後半戦の1軍先発ローテ入りを狙う高卒2年目左腕及川雅貴投手(20)が、5回2安打1四球1失点、5三振を奪う好投でアピールに成功した。

完璧な滑り出しだった。初回、先頭の外崎を直球で追い込むと、低めの変化球で空振り三振。2番森を変化球で二ゴロに打ち取ると、3番呉には外角に149キロを投げ込み見逃し三振を奪った。

2回は先頭中村に右前打を許したが、1死一塁から岸を三ゴロに打ち取り、併殺打に仕留めた。

3回は2つの空振り三振を奪い3者凡退。4回は1死から四球を出したが、呉を遊ゴロに打ち取り、再び併殺打で結果的に3人で切り抜けた。

5回は先頭の中村に、高めに浮いた直球を左中間席へ運ばれた。だが、失点はこのソロ本塁打のみ。63球と余力を残しマウンドを降りた。
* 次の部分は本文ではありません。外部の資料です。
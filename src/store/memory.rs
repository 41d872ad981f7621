//! In-memory store.

use crate::error::{JunbanError, Result};
use crate::model::{DependencyEdge, DependencyScope, ProfileId, Service};
use crate::store::ConfigStore;
use async_trait::async_trait;
use std::collections::{BTreeMap, HashMap};
use std::sync::RwLock;

#[derive(Debug, Default)]
struct Inner {
    services: Vec<Service>,
    edges: HashMap<DependencyScope, Vec<DependencyEdge>>,
    profiles: BTreeMap<ProfileId, Option<Vec<String>>>,
}

/// Store holding services and edges in memory.
///
/// Mutations through `&self` are visible to the next read, which lets
/// callers model edits made between two activations.
#[derive(Debug, Default)]
pub struct MemoryStore {
    inner: RwLock<Inner>,
}

impl MemoryStore {
    /// Creates an empty store.
    pub fn new() -> Self {
        Self::default()
    }

    /// Adds a service.
    pub fn with_service(self, service: Service) -> Self {
        self.add_service(service);
        self
    }

    /// Adds a global edge.
    pub fn with_edge(self, edge: DependencyEdge) -> Self {
        self.add_edge(DependencyScope::Global, edge);
        self
    }

    /// Declares a profile; `services` narrows the enabled set when given.
    pub fn with_profile(self, id: impl Into<String>, services: Option<Vec<String>>) -> Self {
        self.write().profiles.insert(id.into(), services);
        self
    }

    /// Adds an edge under a profile scope, declaring the profile if needed.
    pub fn with_profile_edge(self, profile: impl Into<String>, edge: DependencyEdge) -> Self {
        let profile = profile.into();
        self.write().profiles.entry(profile.clone()).or_insert(None);
        self.add_edge(DependencyScope::Profile(profile), edge);
        self
    }

    /// Adds or replaces a service.
    pub fn add_service(&self, service: Service) {
        let mut inner = self.write();
        inner.services.retain(|s| s.id != service.id);
        inner.services.push(service);
    }

    /// Appends an edge to a scope.
    pub fn add_edge(&self, scope: DependencyScope, edge: DependencyEdge) {
        self.write().edges.entry(scope).or_default().push(edge);
    }

    /// Enables or disables a service.
    pub fn set_enabled(&self, id: &str, enabled: bool) {
        let mut inner = self.write();
        if let Some(service) = inner.services.iter_mut().find(|s| s.id == id) {
            service.enabled = enabled;
        }
    }

    fn read(&self) -> std::sync::RwLockReadGuard<'_, Inner> {
        self.inner.read().unwrap_or_else(|e| e.into_inner())
    }

    fn write(&self) -> std::sync::RwLockWriteGuard<'_, Inner> {
        self.inner.write().unwrap_or_else(|e| e.into_inner())
    }

    fn check_profile(inner: &Inner, id: &str) -> Result<()> {
        if inner.profiles.contains_key(id) {
            Ok(())
        } else {
            Err(JunbanError::ProfileNotFound {
                profile: id.to_string(),
            })
        }
    }
}

#[async_trait]
impl ConfigStore for MemoryStore {
    async fn load_edges(&self, scope: &DependencyScope) -> Result<Vec<DependencyEdge>> {
        let inner = self.read();
        if let DependencyScope::Profile(id) = scope {
            Self::check_profile(&inner, id)?;
        }
        Ok(inner.edges.get(scope).cloned().unwrap_or_default())
    }

    async fn load_services(&self, profile: Option<&str>) -> Result<Vec<Service>> {
        let inner = self.read();
        let narrowed = match profile {
            Some(id) => {
                Self::check_profile(&inner, id)?;
                inner.profiles.get(id).cloned().flatten()
            }
            None => None,
        };

        let mut services: Vec<Service> = inner
            .services
            .iter()
            .cloned()
            .map(|mut s| {
                if let Some(allowed) = &narrowed {
                    s.enabled = s.enabled && allowed.contains(&s.id);
                }
                s
            })
            .collect();
        services.sort_by(|a, b| a.id.cmp(&b.id));
        Ok(services)
    }

    async fn profiles(&self) -> Result<Vec<ProfileId>> {
        Ok(self.read().profiles.keys().cloned().collect())
    }
}

#[cfg(test)]
mod tests {
    use super::*;

    #[tokio::test]
    async fn test_memory_store_scopes() {
        let store = MemoryStore::new()
            .with_service(Service::new("a", 1))
            .with_service(Service::new("b", 2))
            .with_edge(DependencyEdge::hard("a", "b"))
            .with_profile_edge("dev", DependencyEdge::soft("a", "b"));

        let global = store.load_edges(&DependencyScope::Global).await.unwrap();
        let dev = store
            .load_edges(&DependencyScope::Profile("dev".to_string()))
            .await
            .unwrap();

        assert_eq!(global.len(), 1);
        assert!(!global[0].is_soft());
        assert_eq!(dev.len(), 1);
        assert!(dev[0].is_soft());
        assert_eq!(store.profiles().await.unwrap(), vec!["dev"]);
    }

    #[tokio::test]
    async fn test_memory_store_profile_narrowing() {
        let store = MemoryStore::new()
            .with_service(Service::new("a", 1))
            .with_service(Service::new("b", 2))
            .with_profile("solo", Some(vec!["a".to_string()]));

        let services = store.load_services(Some("solo")).await.unwrap();
        assert!(services[0].enabled);
        assert!(!services[1].enabled);

        assert!(store.load_services(Some("missing")).await.is_err());
    }

    #[tokio::test]
    async fn test_memory_store_edits_visible_on_next_read() {
        let store = MemoryStore::new().with_service(Service::new("a", 1));
        store.set_enabled("a", false);
        store.add_edge(DependencyScope::Global, DependencyEdge::hard("a", "b"));

        let services = store.load_services(None).await.unwrap();
        assert!(!services[0].enabled);
        assert_eq!(
            store.load_edges(&DependencyScope::Global).await.unwrap().len(),
            1
        );
    }
}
約2カ月ぶりの先発登板となった、前回24日のウエスタン・リーグ中日戦では3回無安打無失点。矢野監督からは「打者目線での打ちにくさ」を求められていたが、この日は緩急を駆使し、山賊打線を翻弄(ほんろう)した。指揮官の前で成長を示す投球だった。

打席でも完璧な予行演習を済ませた。2回裏無死一塁の第1打席。1球で犠打を決めチャンスを拡大させた。その後近本の適時打、佐藤輝の3ランで4得点。先発投手として、9番打者としての役割をきっちりと果たし、打線の援護を呼び込んだ。

横浜から19年ドラフト3位で阪神へ入団。今季はリリーフで15試合に登板し防御率1・56と抜群の安定感を誇っている。後半戦の秘密兵器へ、大きな期待を抱かせる投球だった。